April 6th, 2009
神経管形成後に、神経上皮は収縮し、真空管が胚の脳室を形成するために胚性脳脊髄液(eCSF)でいっぱいにしながら折る。我々は、よりよい生きている胎児の神経上皮の形状とは対照的に、流体の満たされた空間を視覚化するために、この心室注入技術を開発した。

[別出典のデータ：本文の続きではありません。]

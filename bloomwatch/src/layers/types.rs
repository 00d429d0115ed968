//! Layer catalog types.

use crate::geo::{tile_bbox, BBox, DateRange};
use crate::upstream::UpstreamError;
use chrono::NaiveDate;
use serde::{Deserialize, Serialize};
use std::collections::BTreeMap;
use thiserror::Error;

/// Errors from [`super::LayerCatalogClient::get_layer`].
#[derive(Debug, Clone, PartialEq, Eq, Error)]
pub enum LayerError {
    /// The catalog was fetched but lists no such layer. Never retried.
    #[error("layer '{0}' not found in catalog")]
    NotFound(String),

    /// The catalog could not be fetched or parsed
    #[error("layer catalog unavailable: {0}")]
    Upstream(#[from] UpstreamError),
}

/// One entry of a layer's time dimension.
#[derive(Debug, Clone, PartialEq, Eq, Serialize, Deserialize)]
#[serde(tag = "kind", rename_all = "snake_case")]
pub enum TimeExtent {
    /// A single listed time value
    Instant { value: String },
    /// `start/end/period` in ISO 8601
    Interval {
        start: String,
        end: String,
        #[serde(default, skip_serializing_if = "Option::is_none")]
        period: Option<String>,
    },
}

impl TimeExtent {
    /// Parses one comma-separated item of a WMS time dimension.
    pub fn parse(item: &str) -> Option<Self> {
        let item = item.trim();
        if item.is_empty() {
            return None;
        }
        let mut parts = item.split('/');
        match (parts.next(), parts.next(), parts.next()) {
            (Some(start), Some(end), period) => Some(Self::Interval {
                start: start.trim().to_string(),
                end: end.trim().to_string(),
                period: period.map(|p| p.trim().to_string()).filter(|p| !p.is_empty()),
            }),
            (Some(value), None, _) => Some(Self::Instant {
                value: value.to_string(),
            }),
            _ => None,
        }
    }

    /// Calendar days spanned, when the values are dates.
    pub fn day_span(&self) -> Option<(NaiveDate, NaiveDate)> {
        match self {
            Self::Instant { value } => {
                let day = leading_date(value)?;
                Some((day, day))
            }
            Self::Interval { start, end, .. } => Some((leading_date(start)?, leading_date(end)?)),
        }
    }

    pub fn contains(&self, day: NaiveDate) -> bool {
        self.day_span()
            .map(|(start, end)| start <= day && day <= end)
            .unwrap_or(false)
    }
}

/// Reads the `YYYY-MM-DD` prefix of an ISO 8601 value.
fn leading_date(value: &str) -> Option<NaiveDate> {
    let head = value.get(..10)?;
    NaiveDate::parse_from_str(head, "%Y-%m-%d").ok()
}

/// Parses a full WMS time dimension value list.
pub fn parse_time_extents(raw: &str) -> Vec<TimeExtent> {
    raw.split(',').filter_map(TimeExtent::parse).collect()
}

/// Overall day range covered by a set of extents.
pub fn valid_time_range(extents: &[TimeExtent]) -> Option<DateRange> {
    let spans: Vec<_> = extents.iter().filter_map(TimeExtent::day_span).collect();
    let start = spans.iter().map(|(s, _)| *s).min()?;
    let end = spans.iter().map(|(_, e)| *e).max()?;
    DateRange::new(start, end).ok()
}

/// Metadata for one map layer offered by the tile service.
#[derive(Debug, Clone, PartialEq, Serialize, Deserialize)]
pub struct LayerDescriptor {
    pub layer_id: String,
    pub display_name: String,
    #[serde(default, skip_serializing_if = "Option::is_none")]
    pub description: Option<String>,
    /// First to last day the layer has imagery for, if it is time-enabled
    #[serde(default)]
    pub valid_time_range: Option<DateRange>,
    #[serde(default)]
    pub time_extents: Vec<TimeExtent>,
    #[serde(default)]
    pub default_time: Option<String>,
    /// URL with `{bbox}`/`{time}` or `{z}`/`{x}`/`{y}`/`{time}` placeholders
    pub tile_url_template: String,
    pub projection: String,
    #[serde(default)]
    pub crs: Vec<String>,
    #[serde(default)]
    pub geographic_bbox: Option<BBox>,
    #[serde(default)]
    pub style: Option<String>,
}

impl LayerDescriptor {
    pub fn is_time_enabled(&self) -> bool {
        !self.time_extents.is_empty()
    }

    /// Picks the time value to request for `desired`.
    ///
    /// Returns the desired day when the layer lists it, otherwise the layer's
    /// default time, otherwise the desired day unchanged.
    pub fn choose_time(&self, desired: NaiveDate) -> String {
        let desired_text = desired.format("%Y-%m-%d").to_string();
        if !self.is_time_enabled() {
            return desired_text;
        }
        if self.time_extents.iter().any(|e| e.contains(desired)) {
            return desired_text;
        }
        self.default_time
            .clone()
            .or_else(|| {
                self.time_extents.last().map(|e| match e {
                    TimeExtent::Instant { value } => value.clone(),
                    TimeExtent::Interval { end, .. } => end.clone(),
                })
            })
            .unwrap_or(desired_text)
    }

    /// Fills a bbox-style template for the given area and time.
    pub fn tile_url(&self, bbox: &BBox, time: &str) -> String {
        let bbox_param = match self.projection.as_str() {
            "EPSG:3857" => bbox.to_wms_3857(),
            "EPSG:4326" => bbox.to_wms_4326(),
            _ => bbox.to_string(),
        };
        self.tile_url_template
            .replace("{bbox}", &bbox_param)
            .replace("{time}", time)
    }

    /// Fills the template for a slippy-map tile.
    ///
    /// Bbox-style templates get the tile's bounds substituted; returns `None`
    /// when the tile address is out of range for its zoom.
    pub fn tile_url_xyz(&self, z: u8, x: u32, y: u32, time: &str) -> Option<String> {
        if self.tile_url_template.contains("{bbox}") {
            let bbox = tile_bbox(z, x, y).ok()?;
            return Some(self.tile_url(&bbox, time));
        }
        Some(
            self.tile_url_template
                .replace("{z}", &z.to_string())
                .replace("{x}", &x.to_string())
                .replace("{y}", &y.to_string())
                .replace("{time}", time),
        )
    }
}

/// Service-level metadata from the capabilities document.
#[derive(Debug, Clone, Default, PartialEq, Eq, Serialize, Deserialize)]
pub struct ServiceInfo {
    pub title: String,
    #[serde(default)]
    pub description: Option<String>,
    pub version: String,
    /// Endpoint for GetMap requests
    pub get_map_url: String,
    /// Image formats GetMap can return
    #[serde(default)]
    pub formats: Vec<String>,
}

/// A parsed capabilities document.
#[derive(Debug, Clone, Default, PartialEq)]
pub struct LayerCatalog {
    pub service: ServiceInfo,
    layers: BTreeMap<String, LayerDescriptor>,
}

impl LayerCatalog {
    pub fn new(service: ServiceInfo, layers: impl IntoIterator<Item = LayerDescriptor>) -> Self {
        Self {
            service,
            layers: layers
                .into_iter()
                .map(|l| (l.layer_id.clone(), l))
                .collect(),
        }
    }

    pub fn get(&self, layer_id: &str) -> Option<&LayerDescriptor> {
        self.layers.get(layer_id)
    }

    /// Layer identifiers in sorted order.
    pub fn ids(&self) -> impl Iterator<Item = &str> {
        self.layers.keys().map(String::as_str)
    }

    pub fn layers(&self) -> impl Iterator<Item = &LayerDescriptor> {
        self.layers.values()
    }

    pub fn len(&self) -> usize {
        self.layers.len()
    }

    pub fn is_empty(&self) -> bool {
        self.layers.is_empty()
    }
}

この手順は、ゼブラフィッシュの胚の病期分類から始まります。胚が目的の段階に達したら、それらをコリオンから取り出します。次に、胚を取り付けるためのピペットチップを備えたarosコーティングされた皿に穴が開かれ、胚は尾を下にして穴にそっと配置されます。
胚がマウントされた後、蛍光ダイが後脳を通じて胚の心室空間に慎重に注入されます。心室注入後、胚を画像化し、Photoshopを使用してデータを処理します。こんにちは、マサチューセッツ州ケンブリッジにあるMITのホワイトヘッド生物医学研究所のヘイゼル・シーブ博士の研究室のジェニファー・ガットマンです。
今日は、ゼブラフィッシュの脳室注射の手順をお見せします。当研究室では、この手法を用いて、生きたゼブラフィッシュの脳室形成と神経上皮形態形成を研究しています。透明なゼブラフィッシュの胚の性質上、脳室の形状を特徴付けるのは難しい場合があります。
この技術は、液体で満たされた空間を周囲の組織から区別し、脳心室形成障害を有する可能性のある変異胚を特徴付けるための有用で簡単な方法です。それでは始めましょう。ゼブラフィッシュの脳室に注射する準備をするために、注射針を作ることから始めます。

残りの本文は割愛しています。